Born in Tennessee in 1942 the man who would become a BPI Icon was a self-taught keyboards player who graduated to sessions at Stax in Memphis with his then partner David Porter. The Porter-Hayes legend graced so many hits of the era – “You Don’t Know Like I Know", “Hold On, I’m Comin’” and “When Something Is Wrong With My baby” that he might have stayed in the background. Luckily for us he moved centre stage to release his debut disc Presenting Isaac Hayes in 1967 working with Booker T & The MG's rhythm section Donald “Duck” Dunn and Al Jackson Jr. on an improvised set overseen by guitarist Steve Cropper and Arif Mardin.

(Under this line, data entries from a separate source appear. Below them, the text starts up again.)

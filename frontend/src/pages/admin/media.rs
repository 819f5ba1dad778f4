use omega_news_shared::{
    clock::Clock,
    config::Collection,
    models::{MediaItem, ToastKind},
    views::media_matching,
};
use web_sys::HtmlInputElement;
use yew::prelude::*;

use super::{admin_header, PRIMARY_BUTTON};
use crate::{
    components::icons::{Icon, IconButton, IconName},
    data_context::{notify, use_data, DataAction},
    utils::{confirm, copy_to_clipboard, format_short_date},
};

fn new_media_item(id: String, url: &str, now_ms: i64, now: String) -> MediaItem {
    MediaItem {
        id,
        url: url.trim().to_string(),
        name: format!("image-{now_ms}.jpg"),
        kind: "image".to_string(),
        date: now,
    }
}

#[function_component(MediaPage)]
pub fn media_page() -> Html {
    let ctx = use_data();
    let search = use_state(String::new);
    let url_input = use_state(String::new);
    let Some(ctx) = ctx else {
        return html! {};
    };

    let on_search = {
        let search = search.clone();
        Callback::from(move |event: InputEvent| {
            if let Some(target) = event.target_dyn_into::<HtmlInputElement>() {
                search.set(target.value());
            }
        })
    };
    let on_url = {
        let url_input = url_input.clone();
        Callback::from(move |event: InputEvent| {
            if let Some(target) = event.target_dyn_into::<HtmlInputElement>() {
                url_input.set(target.value());
            }
        })
    };

    let on_add = {
        let ctx = ctx.clone();
        let url_input = url_input.clone();
        Callback::from(move |event: SubmitEvent| {
            event.prevent_default();
            if url_input.trim().is_empty() {
                return;
            }
            let clock = ctx.clock();
            let item = new_media_item(
                ctx.new_id(Collection::Media),
                &url_input,
                clock.now_ms(),
                clock.now_rfc3339(),
            );
            ctx.dispatch(DataAction::AddMedia(item));
            url_input.set(String::new());
        })
    };

    let items = media_matching(ctx.store().media(), &search);

    html! {
        <div>
            { admin_header("Media Library", html! {}) }
            <div class="mb-6 flex flex-col gap-4 rounded-xl border border-[var(--border)] bg-[var(--surface)] p-4 md:flex-row md:items-center">
                <div class="relative flex-1">
                    <span class="absolute left-3 top-1/2 -translate-y-1/2 text-[var(--muted)]">
                        <Icon name={IconName::Search} size={16} />
                    </span>
                    <input
                        type="search"
                        class="w-full rounded-lg border border-[var(--border)] bg-[var(--surface)] py-2 pl-9 pr-3 text-sm"
                        placeholder="Search media..."
                        value={(*search).clone()}
                        oninput={on_search}
                    />
                </div>
                <form class="flex flex-1 gap-2" onsubmit={on_add}>
                    <input
                        type="url"
                        class="flex-1 rounded-lg border border-[var(--border)] bg-[var(--surface)] px-3 py-2 text-sm"
                        placeholder="Paste image URL..."
                        value={(*url_input).clone()}
                        oninput={on_url}
                    />
                    <button type="submit" class={PRIMARY_BUTTON}>
                        <Icon name={IconName::Plus} size={16} />{ "Add" }
                    </button>
                </form>
            </div>

            if items.is_empty() {
                <p class="py-16 text-center text-[var(--muted)]">{ "No media found." }</p>
            } else {
                <div class="grid grid-cols-2 gap-4 md:grid-cols-4 xl:grid-cols-6">
                    { for items.into_iter().map(|item| {
                        let copy = {
                            let ctx = ctx.clone();
                            let url = item.url.clone();
                            Callback::from(move |_: MouseEvent| {
                                let ctx = ctx.clone();
                                copy_to_clipboard(url.clone(), Callback::from(move |copied: bool| {
                                    if copied {
                                        notify(&ctx, "URL copied to clipboard!", ToastKind::Success);
                                    } else {
                                        notify(&ctx, "Could not copy URL", ToastKind::Error);
                                    }
                                }));
                            })
                        };
                        let delete = {
                            let ctx = ctx.clone();
                            let id = item.id.clone();
                            Callback::from(move |_: MouseEvent| {
                                if confirm("Delete this file?") {
                                    ctx.dispatch(DataAction::DeleteMedia(id.clone()));
                                }
                            })
                        };
                        html! {
                            <div key={item.id.clone()} class="group overflow-hidden rounded-lg border border-[var(--border)] bg-[var(--surface)]">
                                <div class="relative aspect-square bg-[var(--surface-alt)]">
                                    <img src={item.url.clone()} alt={item.name.clone()} class="h-full w-full object-cover" loading="lazy" />
                                    <div class="absolute inset-0 flex items-center justify-center gap-2 bg-black/50 opacity-0 transition-opacity group-hover:opacity-100">
                                        <IconButton icon={IconName::Copy} title="Copy URL" onclick={copy}
                                            class={classes!("bg-white", "text-gray-800")} />
                                        <IconButton icon={IconName::Trash} title="Delete" onclick={delete}
                                            class={classes!("bg-white", "text-red-600")} />
                                    </div>
                                </div>
                                <div class="p-2">
                                    <p class="truncate text-xs font-medium" title={item.name.clone()}>{ item.name.clone() }</p>
                                    <p class="text-[10px] text-[var(--muted)]">{ format_short_date(&item.date) }</p>
                                </div>
                            </div>
                        }
                    }) }
                </div>
            }
        </div>
    }
}

#[cfg(test)]
mod tests {
    use super::*;

    #[test]
    fn added_media_is_named_after_the_timestamp() {
        let item = new_media_item(
            "12".to_string(),
            "  https://picsum.photos/seed/x/400/300 ",
            1_700_000_000_000,
            "2023-11-14T22:13:20.000Z".to_string(),
        );
        assert_eq!(item.name, "image-1700000000000.jpg");
        assert_eq!(item.kind, "image");
        assert_eq!(item.url, "https://picsum.photos/seed/x/400/300");
    }
}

Good as that effort was the follow-up Hot Buttered Soul was a legitimate monster, a landmark in soul music that took the Bacharach and David cut “Walk On By” and turned it into a sophisticated funk work-out lasting over 12 minutes and featuring an array of then unknown synthesiser and electronic effects that would shape other artists’ approach to recording immediately. Aiming his sound at burgeoning FM radio Hayes shaped an even lengthier assault on Jimmy Webb’s “By the Time I Get to Phoenix” into a sonic call to arms.
The Isaac Hayes Movement (1970) follows the blueprint – long tracks with plenty of air and groove – while …To Be Continued retains his habit of remodelling Bacharach and David and Wall of Sound Spector and taking it into brand new epic soul territory. Must have been working because these albums sold by the truckload. Even so not even Hayes was ready for what happened next, namely the Shaft phenomenon of 1971.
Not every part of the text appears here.